Tunicamycin as a Novel Redifferentiation Agent in Radioiodine Therapy for Anaplastic Thyroid Cancer

• Main Authors: Yoon Ju Choi, Jae-Eon Lee, Hyun Dong Ji, Bo-Ra Lee, Sang Bong Lee, Kil Soo Kim, In-Kyu Lee, Jungwook Chin, Sung Jin Cho, Jaetae Lee, Sang-Woo Lee, Jeoung-Hee Ha, Yong Hyun Jeon
• Format: Article
• Language: English
• Published: MDPI AG 2021-01-01
• Series: International Journal of Molecular Sciences
• Subjects: tunicamycin; sodium-iodide symporter; anaplastic thyroid cancer; redifferentiation; radioiodine therapy
• Online Access: https://www.mdpi.com/1422-0067/22/3/1077
• ISSN: 1661-6596; 1422-0067

The silencing of thyroid-related genes presents difficulties in radioiodine therapy for anaplastic thyroid cancers (ATCs). Tunicamycin (TM), an N-linked glycosylation inhibitor, is an anticancer drug.

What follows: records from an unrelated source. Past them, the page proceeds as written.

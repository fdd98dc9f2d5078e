//! Dilation and erosion of a tree's active topology.
//!
//! Both operate one layer per iteration. A layer is computed from a frozen view of the
//! leaves in parallel, then written back leaf by leaf, so the result is the same for
//! every grain size.

use tracing::{debug, debug_span, trace};

use crate::math::{Coord, CoordBBox, neighbor_offsets};
use crate::parallel::{self, CancelToken, Completion, DEFAULT_GRAIN_SIZE, was_cancelled};
use crate::tree::{LeafMask, LeafNode, Node, Tree};
use crate::value::GridValue;

/// Which neighbours of a voxel count as adjacent.
#[derive(Clone, Copy, Debug, Default, PartialEq, Eq, Hash)]
pub enum Connectivity {
    /// 6 neighbours sharing a face.
    #[default]
    Face,
    /// 18 neighbours sharing a face or an edge.
    FaceEdge,
    /// All 26 neighbours.
    FaceEdgeVertex,
}

impl Connectivity {
    fn max_nonzero_axes(self) -> usize {
        match self {
            Connectivity::Face => 1,
            Connectivity::FaceEdge => 2,
            Connectivity::FaceEdgeVertex => 3,
        }
    }
    pub fn neighbor_count(self) -> usize {
        match self {
            Connectivity::Face => 6,
            Connectivity::FaceEdge => 18,
            Connectivity::FaceEdgeVertex => 26,
        }
    }
    /// Offsets to the neighbours, faces first.
    pub fn offsets(self) -> Vec<Coord> {
        neighbor_offsets(self.max_nonzero_axes())
    }
}

/// How dilation treats active tiles.
#[derive(Clone, Copy, Debug, Default, PartialEq, Eq, Hash)]
pub enum TilePolicy {
    /// Tiles neither grow nor get voxelized; only leaf voxels dilate.
    #[default]
    IgnoreTiles,
    /// Active tiles are voxelized first and then dilate like any other voxels.
    ExpandTiles,
    /// Active tiles stay tiles; the voxels bordering them are activated.
    PreserveTiles,
}

#[derive(Clone, Debug)]
pub struct MorphologyConfig {
    pub iterations: usize,
    pub connectivity: Connectivity,
    pub tile_policy: TilePolicy,
    pub grain_size: usize,
    pub cancel: Option<CancelToken>,
}

impl Default for MorphologyConfig {
    fn default() -> Self {
        Self {
            iterations: 1,
            connectivity: Connectivity::Face,
            tile_policy: TilePolicy::IgnoreTiles,
            grain_size: DEFAULT_GRAIN_SIZE,
            cancel: None,
        }
    }
}

impl MorphologyConfig {
    pub fn new(iterations: usize, connectivity: Connectivity) -> Self {
        Self {
            iterations,
            connectivity,
            ..Default::default()
        }
    }
    pub fn with_tile_policy(mut self, tile_policy: TilePolicy) -> Self {
        self.tile_policy = tile_policy;
        self
    }
    pub fn with_grain_size(mut self, grain_size: usize) -> Self {
        self.grain_size = grain_size;
        self
    }
    pub fn with_cancel(mut self, cancel: CancelToken) -> Self {
        self.cancel = Some(cancel);
        self
    }
}

/// Grows the active topology by `config.iterations` layers.
///
/// Newly activated voxels keep whatever value they held, so voxels activated in
/// untouched space read as the background.
pub fn dilate_active_values<T: GridValue>(tree: &mut Tree<T>, config: &MorphologyConfig) -> Completion {
    let _span = debug_span!(
        "dilate_active_values",
        iterations = config.iterations,
        connectivity = ?config.connectivity,
        tile_policy = ?config.tile_policy
    )
    .entered();
    let before = tree.active_voxel_count();
    if config.tile_policy == TilePolicy::ExpandTiles {
        tree.voxelize_active_tiles();
    }
    let offsets = config.connectivity.offsets();
    for iteration in 0..config.iterations {
        if was_cancelled(config.cancel.as_ref()) {
            debug!(iteration, "dilation cancelled");
            return Completion::Cancelled;
        }
        // Tile borders only need activating once; later layers grow from those voxels.
        let tiles = if config.tile_policy == TilePolicy::PreserveTiles && iteration == 0 {
            active_tile_boxes(tree)
        } else {
            Vec::new()
        };
        dilate_leaves(tree, &offsets, config.grain_size);
        for bbox in &tiles {
            activate_tile_border(tree, bbox, config.connectivity);
        }
        trace!(iteration, active = tree.active_voxel_count(), "dilated one layer");
    }
    debug!(
        before,
        after = tree.active_voxel_count(),
        leaves = tree.leaf_count(),
        "dilation finished"
    );
    Completion::Finished
}

/// Shrinks the active topology by `config.iterations` layers. A voxel survives a layer
/// only if every neighbour is active; active tiles count as active and are never eroded.
/// Nodes left without active values are pruned to background tiles at the end.
pub fn erode_active_values<T: GridValue>(tree: &mut Tree<T>, config: &MorphologyConfig) -> Completion {
    let _span = debug_span!(
        "erode_active_values",
        iterations = config.iterations,
        connectivity = ?config.connectivity
    )
    .entered();
    let before = tree.active_voxel_count();
    let offsets = config.connectivity.offsets();
    let mut completion = Completion::Finished;
    for iteration in 0..config.iterations {
        if was_cancelled(config.cancel.as_ref()) {
            debug!(iteration, "erosion cancelled");
            completion = Completion::Cancelled;
            break;
        }
        let masks: Vec<LeafMask> = {
            let frozen: &Tree<T> = tree;
            let leaves: Vec<&LeafNode<T>> = frozen.leaves().collect();
            parallel::map(&leaves, config.grain_size, |_, leaf| erode_leaf(frozen, leaf, &offsets))
        };
        tree.leaf_manager()
            .foreach(config.grain_size, |i, leaf| leaf.set_mask(masks[i]));
        trace!(iteration, active = tree.active_voxel_count(), "eroded one layer");
    }
    tree.prune_inactive();
    debug!(
        before,
        after = tree.active_voxel_count(),
        leaves = tree.leaf_count(),
        "erosion finished"
    );
    completion
}

/// Dilation that cannot be cancelled, with the default tile policy.
pub fn dilate_voxels<T: GridValue>(tree: &mut Tree<T>, iterations: usize, connectivity: Connectivity) {
    let completion = dilate_active_values(tree, &MorphologyConfig::new(iterations, connectivity));
    debug_assert!(completion.is_finished());
}

/// Erosion that cannot be cancelled.
pub fn erode_voxels<T: GridValue>(tree: &mut Tree<T>, iterations: usize, connectivity: Connectivity) {
    let completion = erode_active_values(tree, &MorphologyConfig::new(iterations, connectivity));
    debug_assert!(completion.is_finished());
}

#[inline]
fn inside_leaf(local: Coord) -> bool {
    let dim = <LeafNode<f32> as Node<f32>>::DIM;
    (0..dim).contains(&local.x) && (0..dim).contains(&local.y) && (0..dim).contains(&local.z)
}

/// New mask of one leaf after a layer of growth, plus the coordinates that spill into
/// neighbouring leaves.
fn dilate_leaf<T: GridValue>(leaf: &LeafNode<T>, offsets: &[Coord]) -> (LeafMask, Vec<Coord>) {
    let mut mask = *leaf.mask();
    let mut spill = Vec::new();
    for n in leaf.mask().iter_on() {
        let local = LeafNode::<T>::offset_to_local_coord(n);
        for d in offsets {
            let p = local + *d;
            if inside_leaf(p) {
                mask.set_on(LeafNode::<T>::coord_to_offset(p));
            } else {
                spill.push(leaf.origin() + p);
            }
        }
    }
    spill.sort_unstable();
    spill.dedup();
    (mask, spill)
}

fn dilate_leaves<T: GridValue>(tree: &mut Tree<T>, offsets: &[Coord], grain_size: usize) {
    let grown: Vec<(LeafMask, Vec<Coord>)> = {
        let leaves: Vec<&LeafNode<T>> = tree.leaves().collect();
        parallel::map(&leaves, grain_size, |_, leaf| dilate_leaf(leaf, offsets))
    };
    tree.leaf_manager()
        .foreach(grain_size, |i, leaf| leaf.set_mask(grown[i].0));
    let mut acc = tree.accessor_mut();
    for (_, spill) in &grown {
        for xyz in spill {
            acc.set_active_state(*xyz, true);
        }
    }
}

fn erode_leaf<T: GridValue>(tree: &Tree<T>, leaf: &LeafNode<T>, offsets: &[Coord]) -> LeafMask {
    let acc = tree.accessor();
    let mut mask = *leaf.mask();
    for n in leaf.mask().iter_on() {
        let local = LeafNode::<T>::offset_to_local_coord(n);
        let keep = offsets.iter().all(|d| {
            let p = local + *d;
            if inside_leaf(p) {
                leaf.is_on_at(LeafNode::<T>::coord_to_offset(p))
            } else {
                acc.is_value_on(leaf.origin() + p)
            }
        });
        if !keep {
            mask.set_off(n);
        }
    }
    mask
}

fn active_tile_boxes<T: GridValue>(tree: &Tree<T>) -> Vec<CoordBBox> {
    tree.iter_values_on()
        .tiles_only()
        .map(|item| item.bounding_box())
        .collect()
}

/// Activates the one-voxel border of `bbox` reachable under `connectivity`: faces always,
/// edge strips and corners only for the wider connectivities.
fn activate_tile_border<T: GridValue>(tree: &mut Tree<T>, bbox: &CoordBBox, connectivity: Connectivity) {
    for d in connectivity.offsets() {
        let mut border = *bbox;
        for axis in 0..3 {
            match d[axis] {
                -1 => {
                    border.min[axis] = bbox.min[axis] - 1;
                    border.max[axis] = bbox.min[axis] - 1;
                }
                1 => {
                    border.min[axis] = bbox.max[axis] + 1;
                    border.max[axis] = bbox.max[axis] + 1;
                }
                _ => {}
            }
        }
        tree.set_active_state_in(&border, true);
    }
}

Herein, we investigated TM-induced restoration of responsiveness to radioiodine therapy in radioiodine refractory ATCs. ¹²⁵I uptake increased in TM-treated ATC cell lines, including BHT101 and CAL62, which was inhibited by KClO₄, a sodium-iodide symporter (NIS) inhibitor. TM upregulated the mRNA expression of iodide-handling genes and the protein expression of NIS. TM blocked pERK1/2 phosphorylation in both cell lines, but AKT (protein kinase B) phosphorylation was only observed in CAL62 cells. The downregulation of glucose transporter 1 protein was confirmed in TM-treated cells, with a significant reduction in ¹⁸F-fluorodeoxyglucose (FDG) uptake. A significant reduction in colony-forming ability and marked tumor growth inhibition were observed in the combination group. TM was revealed to possess a novel function as a redifferentiation inducer in ATC as it induces the restoration of iodide-handling gene expression and radioiodine avidity, thereby facilitating effective radioiodine therapy.